O Juniors, como carinhosamente resumido pelos torcedores, nasceu nos escombros do pioneiro do futebol cordobês: o Córdoba Athletic Club, fundado em 1878 pela comunidade britânica e que trouxe ainda os também bretões críquete e rúgbi, seguindo firme e forte nestes esportes, mas desativando o futebol em 1914. Dissidentes descontentes com a medida e que residiam no bairro de General Paz então fundaram um clube para si. Cerca de duas semanas depois daquele 27 de abril de 1914, em 10 de maio, o primeiro jogo do Juniors: um 3-2 sobre o Argentino Peñarol.

O primeiro presidente chamava-se Pedro Agnes Clara, mas a herança britânica ainda se fazia presente na escalação pioneira, como os jogadores McIlaren, Barnes e Sidney Williams, autor do primeiro gol. Naquela época, o futebol argentino, como o brasileiro, dividia-se em incipientes campeonatos provinciais. A diferença é que o de Buenos Aires – na realidade, o da capital – se intitulava de “argentino”. Um reflexo da divisão histórica entre a capital e o interior, com raízes na querela entre federalistas e os que defendiam um governo mais centralizado na capital. Como o radicalismo é elemento comum na política argentina, essas divergências resultaram até em guerras no século XIX.
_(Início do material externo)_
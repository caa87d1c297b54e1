use diesel::prelude::*;

use crate::domain::employee::{
    Employee as DomainEmployee, EmployeeCredentials, EmployeeListQuery,
    NewEmployee as DomainNewEmployee, UpdateEmployee as DomainUpdateEmployee,
};
use crate::models::employee::{
    Employee as DbEmployee, NewEmployee as DbNewEmployee, UpdateEmployee as DbUpdateEmployee,
};
use crate::repository::errors::{RepositoryError, RepositoryResult};
use crate::repository::{DieselRepository, EmployeeReader, EmployeeWriter};

impl EmployeeReader for DieselRepository {
    fn get_employee_by_id(&self, id: i32) -> RepositoryResult<Option<DomainEmployee>> {
        use crate::schema::employees;

        let mut conn = self.conn()?;
        let employee = employees::table
            .filter(employees::id.eq(id))
            .first::<DbEmployee>(&mut conn)
            .optional()?;

        Ok(employee.map(Into::into))
    }

    fn get_credentials_by_phone(
        &self,
        phone: &str,
    ) -> RepositoryResult<Option<EmployeeCredentials>> {
        use crate::schema::employees;

        let mut conn = self.conn()?;
        let employee = employees::table
            .filter(employees::phone.eq(phone))
            .first::<DbEmployee>(&mut conn)
            .optional()?;

        Ok(employee.map(Into::into))
    }

    fn get_credentials_by_id(&self, id: i32) -> RepositoryResult<Option<EmployeeCredentials>> {
        use crate::schema::employees;

        let mut conn = self.conn()?;
        let employee = employees::table
            .filter(employees::id.eq(id))
            .first::<DbEmployee>(&mut conn)
            .optional()?;

        Ok(employee.map(Into::into))
    }

    fn list_employees(
        &self,
        query: EmployeeListQuery,
    ) -> RepositoryResult<(usize, Vec<DomainEmployee>)> {
        use crate::schema::employees;

        let mut conn = self.conn()?;

        let mut count_query = employees::table.into_boxed::<diesel::sqlite::Sqlite>();

        if let Some(term) = query.search.as_ref() {
            let pattern = format!("%{}%", term);
            count_query = count_query.filter(
                employees::last_name
                    .like(pattern.clone())
                    .or(employees::first_name.like(pattern.clone()))
                    .or(employees::middle_name.like(pattern.clone()))
                    .or(employees::phone.like(pattern)),
            );
        }

        if let Some(canteen_id) = query.canteen_id {
            count_query = count_query.filter(employees::canteen_id.eq(Some(canteen_id)));
        }

        let total = count_query.count().get_result::<i64>(&mut conn)? as usize;

        let mut items = employees::table.into_boxed::<diesel::sqlite::Sqlite>();

        if let Some(term) = query.search.as_ref() {
            let pattern = format!("%{}%", term);
            items = items.filter(
                employees::last_name
                    .like(pattern.clone())
                    .or(employees::first_name.like(pattern.clone()))
                    .or(employees::middle_name.like(pattern.clone()))
                    .or(employees::phone.like(pattern)),
            );
        }

        if let Some(canteen_id) = query.canteen_id {
            items = items.filter(employees::canteen_id.eq(Some(canteen_id)));
        }

        items = items.order((employees::last_name.asc(), employees::first_name.asc()));

        if let Some(pagination) = &query.pagination {
            items = items.offset(pagination.offset()).limit(pagination.limit());
        }

        let db_employees = items.load::<DbEmployee>(&mut conn)?;

        Ok((total, db_employees.into_iter().map(Into::into).collect()))
    }
}

impl EmployeeWriter for DieselRepository {
    fn create_employee(
        &self,
        new_employee: &DomainNewEmployee,
    ) -> RepositoryResult<DomainEmployee> {
        use crate::schema::employees;

        let mut conn = self.conn()?;
        let db_new = DbNewEmployee::from(new_employee);

        let created = diesel::insert_into(employees::table)
            .values(&db_new)
            .get_result::<DbEmployee>(&mut conn)?;

        Ok(created.into())
    }

    fn update_employee(
        &self,
        employee_id: i32,
        updates: &DomainUpdateEmployee,
    ) -> RepositoryResult<DomainEmployee> {
        use crate::schema::employees;

        let mut conn = self.conn()?;
        let db_updates = DbUpdateEmployee::from(updates);

        let updated = diesel::update(employees::table.filter(employees::id.eq(employee_id)))
            .set(&db_updates)
            .get_result::<DbEmployee>(&mut conn)?;

        Ok(updated.into())
    }

    fn update_password_hash(&self, employee_id: i32, password_hash: &str) -> RepositoryResult<()> {
        use crate::schema::employees;

        let mut conn = self.conn()?;

        let updated = diesel::update(employees::table.filter(employees::id.eq(employee_id)))
            .set((
                employees::password_hash.eq(password_hash),
                employees::updated_at.eq(chrono::Local::now().naive_utc()),
            ))
            .execute(&mut conn)?;
        if updated == 0 {
            return Err(RepositoryError::NotFound);
        }

        Ok(())
    }

    fn delete_employee(&self, employee_id: i32) -> RepositoryResult<()> {
        use crate::schema::employees;

        let mut conn = self.conn()?;

        // Audit rows reference the author, so the foreign key rejects deleting
        // anyone who has changed an order status.
        let deleted = diesel::delete(employees::table.filter(employees::id.eq(employee_id)))
            .execute(&mut conn)?;
        if deleted == 0 {
            return Err(RepositoryError::NotFound);
        }

        Ok(())
    }
}
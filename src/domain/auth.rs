use serde::{Deserialize, Serialize};
use thiserror::Error;

use crate::domain::employee::Employee;

/// Access level of an employee. Stored as `1` (user) or `2` (admin).
#[derive(Debug, Clone, Copy, PartialEq, Eq, Serialize, Deserialize, Default)]
#[serde(rename_all = "snake_case")]
pub enum Role {
    #[default]
    User,
    Admin,
}

#[derive(Debug, Error)]
#[error("unknown role code {0}")]
pub struct UnknownRole(pub i32);

impl From<Role> for i32 {
    fn from(value: Role) -> Self {
        match value {
            Role::User => 1,
            Role::Admin => 2,
        }
    }
}

impl TryFrom<i32> for Role {
    type Error = UnknownRole;

    fn try_from(value: i32) -> Result<Self, Self::Error> {
        match value {
            1 => Ok(Role::User),
            2 => Ok(Role::Admin),
            other => Err(UnknownRole(other)),
        }
    }
}

/// Identity of the logged-in employee, kept in the session between requests.
#[derive(Debug, Clone, Serialize, Deserialize, PartialEq, Eq)]
pub struct AuthenticatedEmployee {
    pub id: i32,
    pub name: String,
    pub role: Role,
    pub canteen_id: Option<i32>,
}

impl AuthenticatedEmployee {
    pub fn is_admin(&self) -> bool {
        self.role == Role::Admin
    }

    /// Whether the employee works at `canteen_id`.
    pub fn works_at(&self, canteen_id: i32) -> bool {
        self.canteen_id == Some(canteen_id)
    }
}

impl From<&Employee> for AuthenticatedEmployee {
    fn from(value: &Employee) -> Self {
        Self {
            id: value.id,
            name: value.full_name(),
            role: value.role,
            canteen_id: value.canteen_id,
        }
    }
}

#[cfg(test)]
mod tests {
    use super::*;

    #[test]
    fn role_codes_round_trip() {
        assert_eq!(i32::from(Role::User), 1);
        assert_eq!(i32::from(Role::Admin), 2);
        assert_eq!(Role::try_from(2).ok(), Some(Role::Admin));
        assert!(Role::try_from(3).is_err());
    }
}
O Juniors foi fundado justamente no feriado de 27 de abril, onde se lembra a vitória do centralista Justo José de Urquiza sobre Juan Manuel de Rosas em 1852. O general José María Paz que dá nome ao bairro e ao clube era aliado de Urquiza. Um breve relato histórico: Rosas, embora na teoria governasse apenas Buenos Aires, na prática era um ditador nacional. Já Urquiza queria um governo central efetivo, mas ainda com certa liberdade às províncias – ele era um caudilho da de Entre Ríos. Ele “foi o contrário” de Rosas: unificou o país na teoria e não na prática. Em 1861, foi derrotado por Bartolomé Mitre, governador de Buenos Aires e que centralizou ainda mais o país em torno da capital.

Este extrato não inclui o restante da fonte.